WHAT YOU SHOULD DO.
Take the listing below and print exactly the lines starting at the line containing "assert_eq!(config.check, StatusCheck::Strict);" and ending at the line containing "pub mod link;", both ends included, and no others.

RECORDS TO USE.
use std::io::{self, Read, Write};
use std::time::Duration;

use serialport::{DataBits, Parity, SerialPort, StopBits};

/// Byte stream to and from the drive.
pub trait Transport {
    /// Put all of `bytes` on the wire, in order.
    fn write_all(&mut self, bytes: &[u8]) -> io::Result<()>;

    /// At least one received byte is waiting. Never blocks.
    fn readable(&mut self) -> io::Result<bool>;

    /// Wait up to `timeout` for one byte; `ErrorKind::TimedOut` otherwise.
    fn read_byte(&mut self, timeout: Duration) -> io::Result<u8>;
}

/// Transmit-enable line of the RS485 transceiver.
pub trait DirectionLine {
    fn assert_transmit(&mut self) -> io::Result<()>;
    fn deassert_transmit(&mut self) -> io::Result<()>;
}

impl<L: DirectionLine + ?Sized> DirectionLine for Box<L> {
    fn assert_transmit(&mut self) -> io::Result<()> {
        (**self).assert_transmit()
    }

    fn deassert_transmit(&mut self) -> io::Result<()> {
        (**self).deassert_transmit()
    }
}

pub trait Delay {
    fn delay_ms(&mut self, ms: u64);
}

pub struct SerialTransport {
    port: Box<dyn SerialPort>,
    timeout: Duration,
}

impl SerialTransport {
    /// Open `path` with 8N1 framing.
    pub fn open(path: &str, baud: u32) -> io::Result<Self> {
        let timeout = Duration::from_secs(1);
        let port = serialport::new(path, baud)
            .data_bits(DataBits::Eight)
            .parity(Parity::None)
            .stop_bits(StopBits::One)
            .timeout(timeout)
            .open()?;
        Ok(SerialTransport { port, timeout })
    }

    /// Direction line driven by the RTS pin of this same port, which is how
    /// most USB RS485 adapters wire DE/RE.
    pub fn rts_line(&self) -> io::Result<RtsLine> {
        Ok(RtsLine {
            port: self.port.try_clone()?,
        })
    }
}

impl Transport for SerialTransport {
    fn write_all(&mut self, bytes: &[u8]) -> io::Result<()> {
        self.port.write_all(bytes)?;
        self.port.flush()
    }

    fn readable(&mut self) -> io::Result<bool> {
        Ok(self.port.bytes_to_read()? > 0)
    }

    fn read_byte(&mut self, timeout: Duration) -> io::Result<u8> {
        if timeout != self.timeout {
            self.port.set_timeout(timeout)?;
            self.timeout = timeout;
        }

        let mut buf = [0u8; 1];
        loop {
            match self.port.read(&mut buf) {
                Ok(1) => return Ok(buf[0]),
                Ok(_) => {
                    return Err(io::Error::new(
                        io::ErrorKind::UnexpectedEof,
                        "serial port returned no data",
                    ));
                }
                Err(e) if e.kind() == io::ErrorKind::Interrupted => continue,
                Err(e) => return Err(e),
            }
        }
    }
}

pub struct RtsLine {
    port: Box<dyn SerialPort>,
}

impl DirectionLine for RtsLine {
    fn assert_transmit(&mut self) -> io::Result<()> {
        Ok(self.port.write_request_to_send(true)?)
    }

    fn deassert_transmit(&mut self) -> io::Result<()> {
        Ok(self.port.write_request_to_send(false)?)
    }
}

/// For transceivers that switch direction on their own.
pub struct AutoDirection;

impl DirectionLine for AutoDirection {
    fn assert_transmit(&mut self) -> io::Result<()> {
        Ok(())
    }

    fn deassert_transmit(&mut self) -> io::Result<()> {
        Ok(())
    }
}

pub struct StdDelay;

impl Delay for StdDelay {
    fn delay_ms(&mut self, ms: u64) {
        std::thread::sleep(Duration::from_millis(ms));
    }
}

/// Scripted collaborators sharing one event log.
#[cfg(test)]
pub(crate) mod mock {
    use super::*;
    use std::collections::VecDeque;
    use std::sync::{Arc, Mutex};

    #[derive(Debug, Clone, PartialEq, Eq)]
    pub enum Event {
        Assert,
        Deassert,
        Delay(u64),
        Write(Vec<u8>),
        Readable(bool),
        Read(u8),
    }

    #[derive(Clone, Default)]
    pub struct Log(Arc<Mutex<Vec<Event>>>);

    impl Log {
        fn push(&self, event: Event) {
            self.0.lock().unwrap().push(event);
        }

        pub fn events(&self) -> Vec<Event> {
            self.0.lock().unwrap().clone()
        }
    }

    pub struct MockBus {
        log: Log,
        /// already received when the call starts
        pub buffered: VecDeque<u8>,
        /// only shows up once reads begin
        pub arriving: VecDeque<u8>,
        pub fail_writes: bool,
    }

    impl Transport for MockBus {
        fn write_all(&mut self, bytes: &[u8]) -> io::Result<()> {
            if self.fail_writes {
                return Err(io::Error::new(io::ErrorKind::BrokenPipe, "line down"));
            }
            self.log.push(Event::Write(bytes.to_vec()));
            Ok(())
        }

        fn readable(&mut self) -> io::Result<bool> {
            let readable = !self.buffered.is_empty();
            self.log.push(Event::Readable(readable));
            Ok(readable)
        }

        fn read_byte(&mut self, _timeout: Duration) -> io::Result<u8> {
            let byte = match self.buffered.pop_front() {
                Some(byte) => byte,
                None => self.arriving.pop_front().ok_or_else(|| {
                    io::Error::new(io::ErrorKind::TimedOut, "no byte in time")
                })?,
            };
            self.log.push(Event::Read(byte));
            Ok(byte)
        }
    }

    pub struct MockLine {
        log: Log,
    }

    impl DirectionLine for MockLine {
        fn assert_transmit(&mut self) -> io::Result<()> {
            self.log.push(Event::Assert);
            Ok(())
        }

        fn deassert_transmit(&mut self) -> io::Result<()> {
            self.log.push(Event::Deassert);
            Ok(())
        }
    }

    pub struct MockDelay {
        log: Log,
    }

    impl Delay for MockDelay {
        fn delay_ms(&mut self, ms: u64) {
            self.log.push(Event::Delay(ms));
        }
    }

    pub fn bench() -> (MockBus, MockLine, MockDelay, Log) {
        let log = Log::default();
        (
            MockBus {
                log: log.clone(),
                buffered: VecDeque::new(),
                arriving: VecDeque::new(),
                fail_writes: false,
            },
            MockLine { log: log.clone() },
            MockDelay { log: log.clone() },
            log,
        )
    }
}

...

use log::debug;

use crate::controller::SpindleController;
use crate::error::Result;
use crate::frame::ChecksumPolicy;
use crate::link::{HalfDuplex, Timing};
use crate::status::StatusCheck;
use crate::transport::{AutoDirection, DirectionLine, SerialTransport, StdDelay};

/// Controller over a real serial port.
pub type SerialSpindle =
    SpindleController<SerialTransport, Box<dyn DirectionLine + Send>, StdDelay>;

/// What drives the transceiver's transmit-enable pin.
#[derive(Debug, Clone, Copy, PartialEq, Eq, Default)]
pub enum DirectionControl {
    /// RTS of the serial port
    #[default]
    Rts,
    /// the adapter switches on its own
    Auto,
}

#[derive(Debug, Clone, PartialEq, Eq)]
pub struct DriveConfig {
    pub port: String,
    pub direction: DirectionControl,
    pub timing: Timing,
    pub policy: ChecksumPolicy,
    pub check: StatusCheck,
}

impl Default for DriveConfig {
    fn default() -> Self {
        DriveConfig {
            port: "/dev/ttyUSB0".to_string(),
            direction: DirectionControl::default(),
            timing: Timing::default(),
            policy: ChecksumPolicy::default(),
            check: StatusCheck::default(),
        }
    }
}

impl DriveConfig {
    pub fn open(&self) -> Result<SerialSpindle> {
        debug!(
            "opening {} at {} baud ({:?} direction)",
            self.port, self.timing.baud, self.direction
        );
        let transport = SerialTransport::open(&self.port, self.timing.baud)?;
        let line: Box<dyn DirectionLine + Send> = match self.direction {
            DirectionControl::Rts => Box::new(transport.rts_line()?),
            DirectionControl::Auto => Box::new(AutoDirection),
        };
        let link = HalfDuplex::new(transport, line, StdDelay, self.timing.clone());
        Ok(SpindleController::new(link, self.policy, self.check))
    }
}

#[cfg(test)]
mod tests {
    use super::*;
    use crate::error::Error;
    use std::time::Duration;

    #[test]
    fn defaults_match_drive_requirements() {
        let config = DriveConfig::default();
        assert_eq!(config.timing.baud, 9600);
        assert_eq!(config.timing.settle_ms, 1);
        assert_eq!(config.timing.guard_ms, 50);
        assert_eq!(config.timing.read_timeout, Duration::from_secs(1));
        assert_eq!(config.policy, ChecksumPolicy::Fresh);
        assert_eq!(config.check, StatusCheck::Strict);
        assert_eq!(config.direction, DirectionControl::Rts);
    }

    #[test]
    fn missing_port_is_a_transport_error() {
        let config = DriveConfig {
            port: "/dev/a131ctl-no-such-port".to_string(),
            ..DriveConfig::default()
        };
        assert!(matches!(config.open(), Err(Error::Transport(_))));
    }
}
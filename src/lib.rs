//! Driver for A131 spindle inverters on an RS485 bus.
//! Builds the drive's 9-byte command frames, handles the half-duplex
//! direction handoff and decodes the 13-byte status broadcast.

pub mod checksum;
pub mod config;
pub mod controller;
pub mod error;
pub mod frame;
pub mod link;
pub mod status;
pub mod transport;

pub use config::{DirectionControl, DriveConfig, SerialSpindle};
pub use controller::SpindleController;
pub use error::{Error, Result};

RESPONSE FOR THIS EXERCISE.
        assert_eq!(config.check, StatusCheck::Strict);
        assert_eq!(config.direction, DirectionControl::Rts);
    }

    #[test]
    fn missing_port_is_a_transport_error() {
        let config = DriveConfig {
            port: "/dev/a131ctl-no-such-port".to_string(),
            ..DriveConfig::default()
        };
        assert!(matches!(config.open(), Err(Error::Transport(_))));
    }
}
filename src/lib.rs
//! Driver for A131 spindle inverters on an RS485 bus.
//! Builds the drive's 9-byte command frames, handles the half-duplex
//! direction handoff and decodes the 13-byte status broadcast.

pub mod checksum;
pub mod config;
pub mod controller;
pub mod error;
pub mod frame;
pub mod link;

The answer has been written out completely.